Return every entry below without altering a word.

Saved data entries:
- Opening Delimiter -
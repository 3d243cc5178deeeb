// Shared fixtures for bondx behavioral tests
use bondx_core::{Cell, Frame};

/// Required bond columns, in the order the row fixtures fill them.
pub const BOND_COLUMNS: [&str; 8] = [
    "isin",
    "company_name",
    "issue_size",
    "allotment_date",
    "maturity_date",
    "issuer_details",
    "instrument_details",
    "coupon_details",
];

/// Cashflow columns the row fixtures fill, required ones first.
pub const CASHFLOW_COLUMNS: [&str; 5] = [
    "isin",
    "cash_flow_date",
    "cash_flow_amount",
    "principal_amount",
    "interest_amount",
];

/// Company columns the row fixtures fill, required ones first.
pub const COMPANY_COLUMNS: [&str; 4] = [
    "company_name",
    "company_industry",
    "key_metrics",
    "lenders_profile",
];

/// Build a frame from columns and rows, panicking on fixture mistakes.
pub fn frame_of(columns: &[&str], rows: Vec<Vec<Cell>>) -> Frame {
    let mut frame = Frame::new(columns.iter().copied()).expect("fixture columns");
    for row in rows {
        frame.push_row(row).expect("fixture row");
    }
    frame
}

/// A bond row with plausible defaults and the given identity columns.
pub fn bond_row(isin: &str, company_name: &str) -> Vec<Cell> {
    vec![
        Cell::text(isin),
        Cell::text(company_name),
        Cell::Number(1_000_000.0),
        Cell::text("01-04-2022"),
        Cell::text("01-04-2032"),
        Cell::text(r#"{"issuer_type": "PSU"}"#),
        Cell::text(r#"{"face_value": 1000}"#),
        Cell::text(r#"{"coupon_rate": 8.4}"#),
    ]
}

/// A cashflow row with text date and amounts, as a raw file would carry them.
pub fn cashflow_row(isin: &str, date: &str, amount: &str) -> Vec<Cell> {
    vec![
        Cell::text(isin),
        Cell::text(date),
        Cell::text(amount),
        Cell::text("9500"),
        Cell::text("1000.50"),
    ]
}

/// A company row; `name` may be absent to exercise null handling.
pub fn company_row(name: Option<&str>, industry: &str) -> Vec<Cell> {
    vec![
        name.map_or(Cell::Null, Cell::text),
        Cell::text(industry),
        Cell::text(r#"{"net_worth_cr": 250.0}"#),
        Cell::text(""),
    ]
}
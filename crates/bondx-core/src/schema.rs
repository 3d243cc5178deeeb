use std::fmt::{Display, Formatter};

use serde::{Deserialize, Serialize};

use crate::Frame;

/// The three datasets the store manages.
#[derive(Debug, Clone, Copy, PartialEq, Eq, Hash, Serialize, Deserialize)]
#[serde(rename_all = "snake_case")]
pub enum Dataset {
    Bond,
    Cashflow,
    Company,
}

impl Dataset {
    /// Stable lowercase name, used in error messages and logs.
    pub const fn as_str(self) -> &'static str {
        match self {
            Self::Bond => "bond",
            Self::Cashflow => "cashflow",
            Self::Company => "company",
        }
    }

    /// The column schema governing loads of this dataset.
    pub fn schema(self) -> &'static TableSchema {
        match self {
            Self::Bond => &BOND,
            Self::Cashflow => &CASHFLOW,
            Self::Company => &COMPANY,
        }
    }
}

impl Display for Dataset {
    fn fmt(&self, f: &mut Formatter<'_>) -> std::fmt::Result {
        f.write_str(self.as_str())
    }
}

/// Column lists controlling validation and normalization for one dataset.
///
/// `required` columns must all be present for a load to succeed. The other
/// lists name columns that are normalized when present and silently skipped
/// when not.
#[derive(Debug, Clone, Copy)]
pub struct TableSchema {
    /// Columns that must exist.
    pub required: &'static [&'static str],
    /// Columns holding JSON documents as text.
    pub json: &'static [&'static str],
    /// Columns holding day-month-year dates as text.
    pub date: &'static [&'static str],
    /// Columns holding numbers as text.
    pub numeric: &'static [&'static str],
}

impl TableSchema {
    /// Required columns absent from `frame`, in declaration order.
    pub fn missing_from(&self, frame: &Frame) -> Vec<String> {
        self.required
            .iter()
            .copied()
            .filter(|name| !frame.has_column(name))
            .map(str::to_string)
            .collect()
    }
}

static BOND: TableSchema = TableSchema {
    required: &[
        "isin",
        "company_name",
        "issue_size",
        "allotment_date",
        "maturity_date",
        "issuer_details",
        "instrument_details",
        "coupon_details",
    ],
    json: &[
        "issuer_details",
        "instrument_details",
        "coupon_details",
        "redemption_details",
        "credit_rating_details",
        "listing_details",
    ],
    date: &[],
    numeric: &[],
};

static CASHFLOW: TableSchema = TableSchema {
    required: &["isin", "cash_flow_date", "cash_flow_amount"],
    json: &[],
    date: &["cash_flow_date", "record_date"],
    numeric: &[
        "cash_flow_amount",
        "principal_amount",
        "interest_amount",
        "tds_amount",
        "remaining_principal",
    ],
};

static COMPANY: TableSchema = TableSchema {
    required: &["company_name", "company_industry"],
    json: &[
        "key_metrics",
        "income_statement",
        "balance_sheet",
        "cashflow",
        "lenders_profile",
    ],
    date: &[],
    numeric: &[],
};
- Closing Delimiter -
• **Answer for this exercise**
repository 3d243cc5178deeeb
// Shared fixtures for bondx behavioral tests
use bondx_core::{Cell, Frame};

/// Required bond columns, in the order the row fixtures fill them.
pub const BOND_COLUMNS: [&str; 8] = [
    "isin",
    "company_name",
    "issue_size",
    "allotment_date",
    "maturity_date",
    "issuer_details",
    "instrument_details",
    "coupon_details",
];

/// Cashflow columns the row fixtures fill, required ones first.
pub const CASHFLOW_COLUMNS: [&str; 5] = [
    "isin",
    "cash_flow_date",
    "cash_flow_amount",
    "principal_amount",
    "interest_amount",
];

/// Company columns the row fixtures fill, required ones first.
pub const COMPANY_COLUMNS: [&str; 4] = [
    "company_name",
    "company_industry",
    "key_metrics",
    "lenders_profile",
];

/// Build a frame from columns and rows, panicking on fixture mistakes.
pub fn frame_of(columns: &[&str], rows: Vec<Vec<Cell>>) -> Frame {
    let mut frame = Frame::new(columns.iter().copied()).expect("fixture columns");
    for row in rows {
        frame.push_row(row).expect("fixture row");
    }
    frame
}

/// A bond row with plausible defaults and the given identity columns.
pub fn bond_row(isin: &str, company_name: &str) -> Vec<Cell> {
    vec![
        Cell::text(isin),
        Cell::text(company_name),
        Cell::Number(1_000_000.0),
        Cell::text("01-04-2022"),
        Cell::text("01-04-2032"),
        Cell::text(r#"{"issuer_type": "PSU"}"#),
        Cell::text(r#"{"face_value": 1000}"#),
        Cell::text(r#"{"coupon_rate": 8.4}"#),
    ]
}

/// A cashflow row with text date and amounts, as a raw file would carry them.
pub fn cashflow_row(isin: &str, date: &str, amount: &str) -> Vec<Cell> {
    vec![
        Cell::text(isin),
        Cell::text(date),
        Cell::text(amount),
        Cell::text("9500"),
        Cell::text("1000.50"),
    ]
}

/// A company row; `name` may be absent to exercise null handling.
pub fn company_row(name: Option<&str>, industry: &str) -> Vec<Cell> {
    vec![
        name.map_or(Cell::Null, Cell::text),
        Cell::text(industry),
        Cell::text(r#"{"net_worth_cr": 250.0}"#),
        Cell::text(""),
    ]
}
filename crates/bondx-core/src/schema.rs
repository 3d243cc5178deeeb
use std::fmt::{Display, Formatter};

use serde::{Deserialize, Serialize};

use crate::Frame;

/// The three datasets the store manages.
#[derive(Debug, Clone, Copy, PartialEq, Eq, Hash, Serialize, Deserialize)]
#[serde(rename_all = "snake_case")]
pub enum Dataset {
    Bond,
    Cashflow,
    Company,
}

impl Dataset {
    /// Stable lowercase name, used in error messages and logs.
    pub const fn as_str(self) -> &'static str {
        match self {
            Self::Bond => "bond",
            Self::Cashflow => "cashflow",
            Self::Company => "company",
        }
    }

    /// The column schema governing loads of this dataset.
    pub fn schema(self) -> &'static TableSchema {
        match self {
            Self::Bond => &BOND,
            Self::Cashflow => &CASHFLOW,
            Self::Company => &COMPANY,
        }
    }
}

impl Display for Dataset {
    fn fmt(&self, f: &mut Formatter<'_>) -> std::fmt::Result {
        f.write_str(self.as_str())
    }
}

/// Column lists controlling validation and normalization for one dataset.
///
/// `required` columns must all be present for a load to succeed. The other
/// lists name columns that are normalized when present and silently skipped
/// when not.
#[derive(Debug, Clone, Copy)]
pub struct TableSchema {
    /// Columns that must exist.
    pub required: &'static [&'static str],
    /// Columns holding JSON documents as text.
    pub json: &'static [&'static str],
    /// Columns holding day-month-year dates as text.
    pub date: &'static [&'static str],
    /// Columns holding numbers as text.
    pub numeric: &'static [&'static str],
}

impl TableSchema {
    /// Required columns absent from `frame`, in declaration order.
    pub fn missing_from(&self, frame: &Frame) -> Vec<String> {
        self.required
            .iter()
            .copied()
            .filter(|name| !frame.has_column(name))
            .map(str::to_string)
            .collect()
    }
}

static BOND: TableSchema = TableSchema {
    required: &[
        "isin",
        "company_name",
        "issue_size",
        "allotment_date",
        "maturity_date",
        "issuer_details",
        "instrument_details",
        "coupon_details",
    ],
    json: &[
        "issuer_details",
        "instrument_details",
        "coupon_details",
        "redemption_details",
        "credit_rating_details",
        "listing_details",
    ],
    date: &[],
    numeric: &[],
};

static CASHFLOW: TableSchema = TableSchema {
    required: &["isin", "cash_flow_date", "cash_flow_amount"],
    json: &[],
    date: &["cash_flow_date", "record_date"],
    numeric: &[
        "cash_flow_amount",
        "principal_amount",
        "interest_amount",
        "tds_amount",
        "remaining_principal",
    ],
};

static COMPANY: TableSchema = TableSchema {
    required: &["company_name", "company_industry"],
    json: &[
        "key_metrics",
        "income_statement",
        "balance_sheet",
        "cashflow",
        "lenders_profile",
    ],
    date: &[],
    numeric: &[],
};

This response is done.